母への想い(6)
俺は実花が絆ちゃんを見つけたあと、愉快な仲間たちと共に我が家に帰ってきた。
ズシャ――――ン!!! ゴロゴロ!! ビュービュー!!! ザアアアアアアア!!!
台風が本格的に都心に上陸し、外は大雨の上に強い風に雷まで出勤している。もう休むことなく大暴れだ。そんなに働かなくてもいいだろうに……。
天災の世界まで社畜という概念が存在するのか……本当に世界は腐ってやがる。
古いマンションだからギシギシいっていて恐怖を誘う。まるで社畜の雄叫びのようだ……。
まあ、今の状況はそんな社畜天災のことはどうでもいい。
「…………」
「…………」
俺はリビングの中央にあるテーブルの前で正座をしていた。ちなみにテーブルを挟んだ向かいには音無さんが同じように正座をしている。
そして俺の後ろには未来がいつもの無表情で従者のように立っていて、なんか無駄に落ち着き払っているから、怖いSPにも見える……。
「…………」
「…………」
俺と音無さんは仲良くお揃いの表情と瞳をしている……絶望の感情が滲んだ顔と色彩を失った瞳だ。
もう俺ができることは一つだった。ある意味人間が辿り着く最後の極地。プライドという人間が唯一生まれながら持つものすらも投げ捨てる行為――。
それは――。
「すみませんでした!!!!!!!!!!!!!!!!!!!!!!!!」
土下座だ。
行儀はとても悪いがテーブルに乗っての、それはもう綺麗で美しい完璧な土下座だ。
もうプライドなどない。許してもらえるんだったら足でもなんでも舐める。
そんな覚悟での土下座だ……しかし――音無さんは怒るでもなく、見下すでもなく、貶すでもなく……盛大に慌て始めた。
まあ、18歳の娘が大のおっさんにいきなり土下座されたら当然の反応か……。
「や、やめてください! 店長は何も悪くないです!」
「い、いや、そんなことはねぇ! 全てはあの馬鹿娘が引き起こしたことだ! 全ての責任は俺にある!」
あの後、実花から電話で――。
『なんかきずなんはマミーのところに帰りたくないらしいから、私が預かるねっ! 私も一応家出中だし! 同志だし! そういうことでばいばい~。『友達』の家に泊まるから~』
と――陽気に言って電話を切りやがった。ちなみにスマホの電源も……。
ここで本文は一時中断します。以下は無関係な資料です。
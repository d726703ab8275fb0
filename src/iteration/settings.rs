//! Iteration strategy and the per-node settings that drive step building.

use crate::data::annotation::AnnotationMergeMode;
use crate::error::{EngineError, Result};
use serde::{Deserialize, Serialize};
use std::collections::BTreeSet;

/// Which annotation keys rows are matched or grouped on.
#[derive(Debug, Clone, PartialEq, Eq, Default, Serialize, Deserialize)]
#[serde(tag = "mode", content = "keys", rename_all = "kebab-case")]
pub enum ColumnMatching {
    /// Single-row: keys shared by every input slot. Grouped: one group.
    #[default]
    Auto,
    /// An explicit key list.
    Keys(Vec<String>),
    /// Every key present in any slot.
    Union,
    /// Keys present in every slot that has rows.
    Intersection,
    /// `Union`, restricted to `#`-prefixed keys.
    PrefixHashUnion,
    /// `Intersection`, restricted to `#`-prefixed keys.
    PrefixHashIntersection,
    /// No keys: everything matches.
    MergeAll,
    /// Every key present in any slot; each distinct value combination is its own group.
    SplitAll,
}

/// Prefix marking annotations that identify a data set rather than describe it.
pub const DATA_SET_KEY_PREFIX: char = '#';

impl ColumnMatching {
    /// Resolve the concrete key set from the keys each slot carries.
    ///
    /// `grouped` selects the meaning of `Auto`.
    pub fn resolve(&self, slot_keys: &[BTreeSet<String>], grouped: bool) -> BTreeSet<String> {
        let union = || slot_keys.iter().flatten().cloned().collect::<BTreeSet<_>>();
        let intersection = || {
            let mut populated = slot_keys.iter().filter(|keys| !keys.is_empty());
            match populated.next() {
                Some(first) => populated.fold(first.clone(), |acc, keys| {
                    acc.intersection(keys).cloned().collect()
                }),
                None => BTreeSet::new(),
            }
        };
        let hashed = |keys: BTreeSet<String>| {
            keys.into_iter()
                .filter(|key| key.starts_with(DATA_SET_KEY_PREFIX))
                .collect()
        };

        match self {
            ColumnMatching::Auto if grouped => BTreeSet::new(),
            ColumnMatching::Auto => intersection(),
            ColumnMatching::Keys(keys) => keys.iter().cloned().collect(),
            ColumnMatching::Union | ColumnMatching::SplitAll => union(),
            ColumnMatching::Intersection => intersection(),
            ColumnMatching::PrefixHashUnion => hashed(union()),
            ColumnMatching::PrefixHashIntersection => hashed(intersection()),
            ColumnMatching::MergeAll => BTreeSet::new(),
        }
    }
}

/// What to do when a reference row matches several rows of another slot.
#[derive(Debug, Clone, Copy, PartialEq, Eq, Default, Serialize, Deserialize)]
#[serde(rename_all = "kebab-case")]
pub enum MultipleMatchPolicy {
    /// Fail with `AmbiguousDataMatch`.
    #[default]
    Fail,
    /// Emit one step per matching row, repeating the reference row.
    DuplicateReference,
    /// Use the first match in table order.
    FirstMatch,
}

/// Half-open range `[start, end)` of step indices to execute.
#[derive(Debug, Clone, Copy, PartialEq, Eq, Serialize, Deserialize)]
pub struct StepLimit {
    pub start: usize,
    pub end: usize,
}

impl StepLimit {
    pub fn new(start: usize, end: usize) -> Result<Self> {
        if start > end {
            return Err(EngineError::parameter(
                "iteration.limit",
                format!("start {} is after end {}", start, end),
            ));
        }
        Ok(Self { start, end })
    }

    #[inline]
    pub fn contains(&self, index: usize) -> bool {
        index >= self.start && index < self.end
    }
}

#[derive(Debug, Clone, PartialEq, Eq, Serialize, Deserialize)]
#[serde(default)]
pub struct IterationSettings {
    pub column_matching: ColumnMatching,
    pub merge_mode: AnnotationMergeMode,
    pub multiple_matches: MultipleMatchPolicy,
    /// Skip (and report) incomplete rows instead of failing.
    pub skip_incomplete: bool,
    /// Slot whose rows drive single-row matching. Defaults to the first required slot.
    pub reference_slot: Option<String>,
    pub limit: Option<StepLimit>,
}

impl Default for IterationSettings {
    fn default() -> Self {
        Self {
            column_matching: ColumnMatching::Auto,
            merge_mode: AnnotationMergeMode::Merge,
            multiple_matches: MultipleMatchPolicy::Fail,
            skip_incomplete: true,
            reference_slot: None,
            limit: None,
        }
    }
}

impl IterationSettings {
    pub fn with_keys<I, S>(keys: I) -> Self
    where
        I: IntoIterator<Item = S>,
        S: Into<String>,
    {
        Self {
            column_matching: ColumnMatching::Keys(keys.into_iter().map(Into::into).collect()),
            ..Self::default()
        }
    }

    pub fn with_matching(mut self, matching: ColumnMatching) -> Self {
        self.column_matching = matching;
        self
    }

    pub fn with_policy(mut self, policy: MultipleMatchPolicy) -> Self {
        self.multiple_matches = policy;
        self
    }

    pub fn with_merge_mode(mut self, mode: AnnotationMergeMode) -> Self {
        self.merge_mode = mode;
        self
    }

    pub fn with_reference_slot(mut self, slot: impl Into<String>) -> Self {
        self.reference_slot = Some(slot.into());
        self
    }

    pub fn with_limit(mut self, limit: StepLimit) -> Self {
        self.limit = Some(limit);
        self
    }

    pub fn strict(mut self) -> Self {
        self.skip_incomplete = false;
        self
    }
}

/// How a node's invocations are derived from its inputs.
#[derive(Debug, Clone, PartialEq, Eq, Serialize, Deserialize)]
#[serde(tag = "strategy", content = "settings", rename_all = "kebab-case")]
pub enum IterationStrategy {
    /// One row per slot per step.
    SingleRow(IterationSettings),
    /// Rows grouped by annotation values; any number of rows per slot per step.
    Grouped(IterationSettings),
    /// The node loops itself: one invocation receiving every input row.
    Custom,
}

impl IterationStrategy {
    pub fn settings(&self) -> Option<&IterationSettings> {
        match self {
            IterationStrategy::SingleRow(settings) | IterationStrategy::Grouped(settings) => {
                Some(settings)
            }
            IterationStrategy::Custom => None,
        }
    }

    pub fn name(&self) -> &'static str {
        match self {
            IterationStrategy::SingleRow(_) => "single-row",
            IterationStrategy::Grouped(_) => "grouped",
            IterationStrategy::Custom => "custom",
        }
    }
}

#[cfg(test)]
mod tests {
    use super::*;

    fn keys(list: &[&str]) -> BTreeSet<String> {
        list.iter().map(|s| s.to_string()).collect()
    }

    #[test]
    fn test_resolve_strategies() {
        let slots = vec![keys(&["#ds", "x", "y"]), keys(&["#ds", "x", "z"])];
        assert_eq!(ColumnMatching::Auto.resolve(&slots, false), keys(&["#ds", "x"]));
        assert!(ColumnMatching::Auto.resolve(&slots, true).is_empty());
        assert_eq!(
            ColumnMatching::Union.resolve(&slots, false),
            keys(&["#ds", "x", "y", "z"])
        );
        assert_eq!(ColumnMatching::PrefixHashUnion.resolve(&slots, false), keys(&["#ds"]));
        assert_eq!(
            ColumnMatching::PrefixHashIntersection.resolve(&slots, true),
            keys(&["#ds"])
        );
        assert!(ColumnMatching::MergeAll.resolve(&slots, false).is_empty());
        assert_eq!(
            ColumnMatching::Keys(vec!["q".into()]).resolve(&slots, false),
            keys(&["q"])
        );
    }

    #[test]
    fn test_intersection_ignores_empty_slots() {
        let slots = vec![keys(&["x"]), BTreeSet::new()];
        assert_eq!(ColumnMatching::Intersection.resolve(&slots, false), keys(&["x"]));
    }

    #[test]
    fn test_default_settings() {
        let settings = IterationSettings::default();
        assert!(settings.skip_incomplete);
        assert_eq!(settings.multiple_matches, MultipleMatchPolicy::Fail);
        assert!(!settings.clone().strict().skip_incomplete);
    }

    #[test]
    fn test_settings_json_shape() {
        let settings = IterationSettings::with_keys(["x"]);
        let json = serde_json::to_value(&settings).unwrap();
        assert_eq!(json["column_matching"]["mode"], "keys");
        assert_eq!(json["column_matching"]["keys"][0], "x");
        let back: IterationSettings = serde_json::from_value(json).unwrap();
        assert_eq!(back, settings);
        let partial: IterationSettings =
            serde_json::from_value(serde_json::json!({"skip_incomplete": false})).unwrap();
        assert!(!partial.skip_incomplete);
    }

    #[test]
    fn test_limit() {
        let limit = StepLimit::new(1, 3).unwrap();
        assert!(!limit.contains(0));
        assert!(limit.contains(2));
        assert!(!limit.contains(3));
        assert!(StepLimit::new(3, 1).is_err());
    }
}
もうあいつ……由衣が警察に駆け込んだら誘拐で捕まるぞ。
……と、いうことで……俺の娘がよそ様の娘を誘拐したという訳だ。しかもよりによってこのくそ台風の時に……4歳児を……。
おい……これマジで大ごとだぞ。
「いいんです……絆が私を嫌っているのは事実でしょうから……それに実花さんが一緒なら安心です」
「いや……あいつが一緒だから心配なんだが……」
「ふふっ……私よりはましよ……」
自称気味に笑う音無さん。いやここは本気で怒っていいところだと思うんだけど……今回の一件でだいぶ自信を無くしてるな……。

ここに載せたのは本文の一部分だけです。